Well we're on our way aboard a KLM Turboprop plane on a 14 hour flight to New York with stop overs in Iceland and Preswick, Scotland. I remember the excitement I felt, the little plane toy and the pin depicting pilot's wings I was given by the stewardess. There was a lot of engine noise and vibration that gave my mother a headache. There were brown paper bags for airsickness, a common occurrence then.
Did you know that air passengers received a blanket and a pillow each, that meals were served on real plates with real cutlery and that KLM stewardesses had to be registered nurses to qualify? Those were the early days of trans Atlantic passenger flight. The planes were terrible but the service was excellent. Luggage never was lost.
We were flying to New York because there was no KLM service to Canada yet. That was the point of our moving to Canada. My father was being sent to launch the KLM name in Canada. It was a new beginning for us but also for Canada.
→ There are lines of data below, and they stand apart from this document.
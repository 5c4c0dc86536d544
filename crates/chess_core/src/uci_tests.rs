use super::*;

#[test]
fn test_parse_and_format_simple_move() {
    let pos = Position::startpos();
    let mv = parse_uci(&pos, "g1f3").unwrap();
    assert_eq!(mv.from, Square::G1);
    assert_eq!(mv.to, Square::F3);
    assert_eq!(to_uci(&pos, mv), "g1f3");
}

#[test]
fn test_castling_uses_king_step() {
    let pos = Position::from_fen("r3k2r/8/8/8/8/8/8/R3K2R w KQkq - 0 1").unwrap();

    let short = parse_uci(&pos, "e1g1").unwrap();
    assert!(pos.is_castle(short));
    assert_eq!(to_uci(&pos, short), "e1g1");

    let long = parse_uci(&pos, "e1c1").unwrap();
    assert!(pos.is_castle(long));
    assert_eq!(to_uci(&pos, long), "e1c1");
}

#[test]
fn test_promotion_suffix() {
    let pos = Position::from_fen("8/P7/8/8/8/8/8/k1K5 w - - 0 1").unwrap();
    let mv = parse_uci(&pos, "a7a8n").unwrap();
    assert_eq!(mv.promotion, Some(Piece::Knight));
    assert_eq!(to_uci(&pos, mv), "a7a8n");
}

#[test]
fn test_malformed_text_is_a_syntax_error() {
    let pos = Position::startpos();
    assert!(matches!(parse_uci(&pos, "e2"), Err(RulesError::MoveSyntax(_))));
    assert!(matches!(parse_uci(&pos, "z9e4"), Err(RulesError::MoveSyntax(_))));
    assert!(matches!(parse_uci(&pos, "e7e8x"), Err(RulesError::MoveSyntax(_))));
}

#[test]
fn test_illegal_coordinates_are_unknown() {
    let pos = Position::startpos();
    assert!(matches!(
        parse_uci(&pos, "e2e5"),
        Err(RulesError::UnknownMove { .. })
    ));
}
It was early July and extremely hot in New York where we had to wait several hours for a connecting flight to Ottawa. Kennedy Airport was called Idlewild then and was much smaller. I remember having breakfast in a restaurant where my Dad ordered corn flakes which arrived at the table dry, in a bowl, accompanied by a jug of milk. He never dry cereal before so he began spooning up the dry flakes. He was not greatly impressed with this American icon. My mother laughed and set him straight. It tasted better with milk. I tasted my very first Coca Cola. It was fizzy, spicy-sweet and a total surprise in my mouth. It tasted like an other world necter.
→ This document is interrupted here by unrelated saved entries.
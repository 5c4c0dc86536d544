//! Feature extraction for neural network input
//!
//! Converts a chess position into the tensor the scoring model consumes:
//! 12 planes of 8×8, one plane per (color, piece kind).
//!
//! - Planes 0-5: White pieces (Pawn, Knight, Bishop, Rook, Queen, King)
//! - Planes 6-11: Black pieces (Pawn, Knight, Bishop, Rook, Queen, King)
//!
//! Rows run top to bottom as White sees the board (rank 8 is row 0, rank 1
//! is row 7); columns run a to h. The encoding is absolute, never flipped for
//! the side to move, which is what keeps scores White-positive.

use chess_core::{piece_index, Color, Piece, Position};
use ndarray::{Array1, Array3};

use crate::error::EvalError;

/// Number of feature planes: 6 piece types × 2 colors
pub const NUM_PLANES: usize = 12;

/// Board edge length.
pub const BOARD_SIZE: usize = 8;

/// Shape of a [`FeatureArray`]: (plane, row, column).
pub const FEATURE_SHAPE: (usize, usize, usize) = (NUM_PLANES, BOARD_SIZE, BOARD_SIZE);

/// Total number of features: 12 × 8 × 8 = 768
pub const NUM_FEATURES: usize = NUM_PLANES * BOARD_SIZE * BOARD_SIZE;

/// Encoded position, values in {0.0, 1.0}.
pub type FeatureArray = Array3<f32>;

/// Plane holding pieces of the given color and kind.
pub fn plane_index(color: Color, piece: Piece) -> usize {
    let color_offset = if color == Color::White { 0 } else { 6 };
    piece_index(piece) + color_offset
}

/// Encodes a position. Pure and deterministic: the same position always gives
/// a bit-identical array.
pub fn encode(pos: &Position) -> FeatureArray {
    let mut features = FeatureArray::zeros(FEATURE_SHAPE);

    for (sq, color, piece) in pos.pieces() {
        let row = BOARD_SIZE - 1 - sq.rank() as usize;
        let col = sq.file() as usize;
        features[[plane_index(color, piece), row, col]] = 1.0;
    }

    features
}

/// Rejects arrays that do not have the (12, 8, 8) shape.
pub fn check_shape(features: &FeatureArray) -> Result<(), EvalError> {
    if features.dim() != FEATURE_SHAPE {
        return Err(EvalError::Encoding {
            expected: FEATURE_SHAPE,
            found: features.shape().to_vec(),
        });
    }
    Ok(())
}

/// Row-major flattening used as the input vector of the dense models.
pub fn flatten(features: &FeatureArray) -> Array1<f32> {
    features.iter().copied().collect()
}

#[cfg(test)]
#[path = "features_tests.rs"]
mod tests;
We boarded our little plane for Ottawa and continued to vibrate our way to the capital city of Canada. Grandma, Grandpa, my Uncles Ken and Watson were at the tiny airport to meet us when we came down the stairs to the tarmac. Watson filmed our arrival and those black and white frames revealed a happy, skinny kid skipping down the steps followed by two tired, bedraggled and terribly thin parents in ill fitting clothing.
Without the home movie footage, I would have little memory of our arrival. Total strangers were hugging me and passing me from arms to arms. My grandmother and mother were crying and hugging and even my grandfather was emotional, pumping my father's hand. This was my first introduction to my Canadian family. Much later, I understood that until the liberation and the return of those Canadian soldiers who had visited us in Den Haag, my mother's family had no idea whether we were alive or dead. They had received no word from Holland for over three years. Our arrival heralded a return from their worst nightmare.